WHAT TO WORK ON
The answer must be every line of the data that holds the word "height".

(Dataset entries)
pub mod state;

use self::state::{create_state, sort_fields};
use crate::domain::a001_cafe::api;
use crate::routes::AppRoute;
use crate::shared::components::{Notice, PageHeader, PaginationControls};
use crate::shared::delete_gate::{DeleteGate, DeleteOutcome};
use crate::shared::gateway::{use_gateway, Operation};
use crate::shared::icons::icon;
use crate::shared::list_utils::{get_sort_indicator, highlight_matches};
use crate::shared::modal::ConfirmDialog;
use crate::shared::page_frame::{PageFrame, PAGE_CAT_LIST};
use contracts::domain::a001_cafe::aggregate::Cafe;
use contracts::domain::common::Record;
use leptos::prelude::*;
use leptos::task::spawn_local;
use leptos_router::components::A;
use thaw::*;

/// Shown when a logo URL fails to load
const LOGO_FALLBACK: &str = "data:image/svg+xml;utf8,<svg xmlns='http://www.w3.org/2000/svg' width='40' height='40'><rect width='40' height='40' rx='6' fill='%23e0e0e0'/><text x='20' y='26' font-size='16' text-anchor='middle' fill='%23888'>☕</text></svg>";

#[component]
pub fn CafeList() -> impl IntoView {
    let gateway = StoredValue::new(use_gateway());
    let state = create_state();
    let gate = RwSignal::new(DeleteGate::<Cafe>::new());

    let load_data = move || {
        let Some(ticket) = state.try_update(|s| s.begin_fetch()) else {
            return;
        };
        let gateway = gateway.get_value();
        spawn_local(async move {
            let result = api::fetch_all(&gateway).await.map_err(|e| {
                log::error!("Failed to load cafes: {}", e);
                e.user_message(Operation::List, Cafe::message_noun())
            });
            state.try_update(|s| s.apply_fetch(ticket, result));
        });
    };

    Effect::new(move |_| {
        if !state.with_untracked(|s| s.is_loaded) {
            load_data();
        }
    });

    let filter = RwSignal::new(String::new());
    Effect::new(move || {
        let v = filter.get();
        untrack(move || state.update(|s| s.set_filter(v)));
    });

    let confirm_delete = move |_: ()| {
        let Some((ticket, id)) = gate.try_update(|g| g.confirm()).flatten() else {
            return;
        };
        let gateway = gateway.get_value();
        spawn_local(async move {
            let result = api::delete(&gateway, &id).await;
            match gate.try_update(|g| g.finish(ticket, result)) {
                Some(DeleteOutcome::Refresh) => load_data(),
                Some(DeleteOutcome::Failed(message)) => {
                    state.try_update(|s| s.error = Some(message));
                }
                _ => {}
            }
        });
    };

    let sort_header = move |field: &'static str, caption: &'static str| {
        view! {
            <div
                class="table__sortable-header"
                style="cursor: pointer;"
                on:click=move |_| state.update(|s| s.toggle_sort(field))
            >
                {caption}
                <span>
                    {move || state.with(|s| get_sort_indicator(&s.sort_field, field, s.sort_ascending))}
                </span>
            </div>
        }
    };

    view! {
        <PageFrame page_id="a001_cafe--list" category=PAGE_CAT_LIST>
            <PageHeader title=Cafe::list_name().to_string()>
                <Button
                    appearance=ButtonAppearance::Secondary
                    on_click=move |_| load_data()
                    disabled=Signal::derive(move || state.with(|s| s.loading))
                >
                    {icon("refresh")}
                    {move || if state.with(|s| s.loading) { " Loading..." } else { " Refresh" }}
                </Button>
                <A href=AppRoute::CafeAdd.path() attr:class="button button--primary">
                    {icon("plus")}
                    " Add New Café"
                </A>
            </PageHeader>

            <div class="page__content">
                <Notice
                    message=Signal::derive(move || state.with(|s| s.error.clone()))
                    on_dismiss=Callback::new(move |_| state.update(|s| s.dismiss_error()))
                />

                <div class="filter-panel">
                    <Flex gap=FlexGap::Small align=FlexAlign::Center>
                        <Label>"Filter by Location:"</Label>
                        <Input value=filter placeholder="Location..." />
                    </Flex>
                    <PaginationControls
                        current_page=Signal::derive(move || state.with(|s| s.page))
                        total_pages=Signal::derive(move || state.with(|s| s.total_pages()))
                        total_count=Signal::derive(move || state.with(|s| s.total_count()))
                        page_size=Signal::derive(move || state.with(|s| s.page_size))
                        on_page_change=Callback::new(move |page| state.update(|s| s.go_to_page(page)))
                        on_page_size_change=Callback::new(move |size| state.update(|s| s.set_page_size(size)))
                    />
                </div>

                <div class="table-wrapper">
                    <Table attr:style="width: 100%;">
                        <TableHeader>
                            <TableRow>
                                <TableHeaderCell resizable=false min_width=70.0>"Logo"</TableHeaderCell>
                                <TableHeaderCell resizable=false min_width=140.0>
                                    {sort_header(sort_fields::NAME, "Name")}
                                </TableHeaderCell>
                                <TableHeaderCell resizable=false min_width=200.0>
                                    {sort_header(sort_fields::DESCRIPTION, "Description")}
                                </TableHeaderCell>
                                <TableHeaderCell resizable=false min_width=140.0>
                                    {sort_header(sort_fields::EMPLOYEES, "Employees")}
                                </TableHeaderCell>
                                <TableHeaderCell resizable=false min_width=140.0>
                                    {sort_header(sort_fields::LOCATION, "Location")}
                                </TableHeaderCell>
                                <TableHeaderCell resizable=false min_width=110.0>"Actions"</TableHeaderCell>
                            </TableRow>
                        </TableHeader>
                        <TableBody>
                            <For
                                each=move || state.with(|s| s.visible())
                                key=|cafe| cafe.clone()
                                children=move |cafe: Cafe| {
                                    let employees_href = AppRoute::EmployeesOfCafe(cafe.id.clone()).path();
                                    let edit_href = AppRoute::CafeEdit(cafe.id.clone()).path();
                                    let location = cafe.location.clone();
                                    let logo = if cafe.logo.is_empty() {
                                        LOGO_FALLBACK.to_string()
                                    } else {
                                        cafe.logo.clone()
                                    };
                                    let target = cafe.clone();
                                    view! {
                                        <TableRow>
                                            <TableCell>
                                                <img
                                                    class="cafe-logo"
                                                    src=logo
                                                    alt="café logo"
                                                    width="40"
                                                    height="40"
                                                    on:error=|ev| {
                                                        use wasm_bindgen::JsCast;
                                                        if let Some(img) = ev
                                                            .target()
                                                            .and_then(|t| t.dyn_into::<web_sys::HtmlImageElement>().ok())
                                                        {
                                                            if img.src() != LOGO_FALLBACK {
                                                                img.set_src(LOGO_FALLBACK);
                                                            }
                                                        }
                                                    }
                                                />
                                            </TableCell>
                                            <TableCell>{cafe.name.clone()}</TableCell>
                                            <TableCell>{cafe.description.clone()}</TableCell>
                                            <TableCell>
                                                <A href=employees_href attr:class="button button--link">
                                                    {format!("{} Employees", cafe.employee_count)}
                                                </A>
                                            </TableCell>
                                            <TableCell>
                                                {move || filter.with(|f| highlight_matches(&location, f))}
                                            </TableCell>
                                            <TableCell>
                                                <div class="table__actions">
                                                    <A href=edit_href attr:class="button button--icon" attr:title="Edit">
                                                        {icon("edit")}
                                                    </A>
                                                    <button
                                                        class="button button--icon button--danger"
                                                        title="Delete"
                                                        on:click=move |_| {
                                                            let target = target.clone();
                                                            gate.update(|g| g.open(target));
                                                        }
                                                    >
                                                        {icon("delete")}
                                                    </button>
                                                </div>
                                            </TableCell>
                                        </TableRow>
                                    }
                                }
                            />
                        </TableBody>
                    </Table>
                    {move || state.with(|s| s.is_loaded && s.total_count() == 0).then(|| view! {
                        <div class="table__empty">"No cafés found"</div>
                    })}
                </div>
            </div>

            <ConfirmDialog
                open=Signal::derive(move || gate.with(|g| g.is_open()))
                title=Signal::derive(move || gate.with(|g| g.title()))
                message=Signal::derive(move || gate.with(|g| g.message().unwrap_or_default()))
                busy=Signal::derive(move || gate.with(|g| g.in_flight()))
                on_confirm=Callback::new(confirm_delete)
                on_cancel=Callback::new(move |_| gate.update(|g| g.cancel()))
            />
        </PageFrame>
    }
}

ANSWER BOX
const LOGO_FALLBACK: &str = "data:image/svg+xml;utf8,<svg xmlns='http://www.w3.org/2000/svg' width='40' height='40'><rect width='40' height='40' rx='6' fill='%23e0e0e0'/><text x='20' y='26' font-size='16' text-anchor='middle' fill='%23888'>☕</text></svg>";
                                                    height="40"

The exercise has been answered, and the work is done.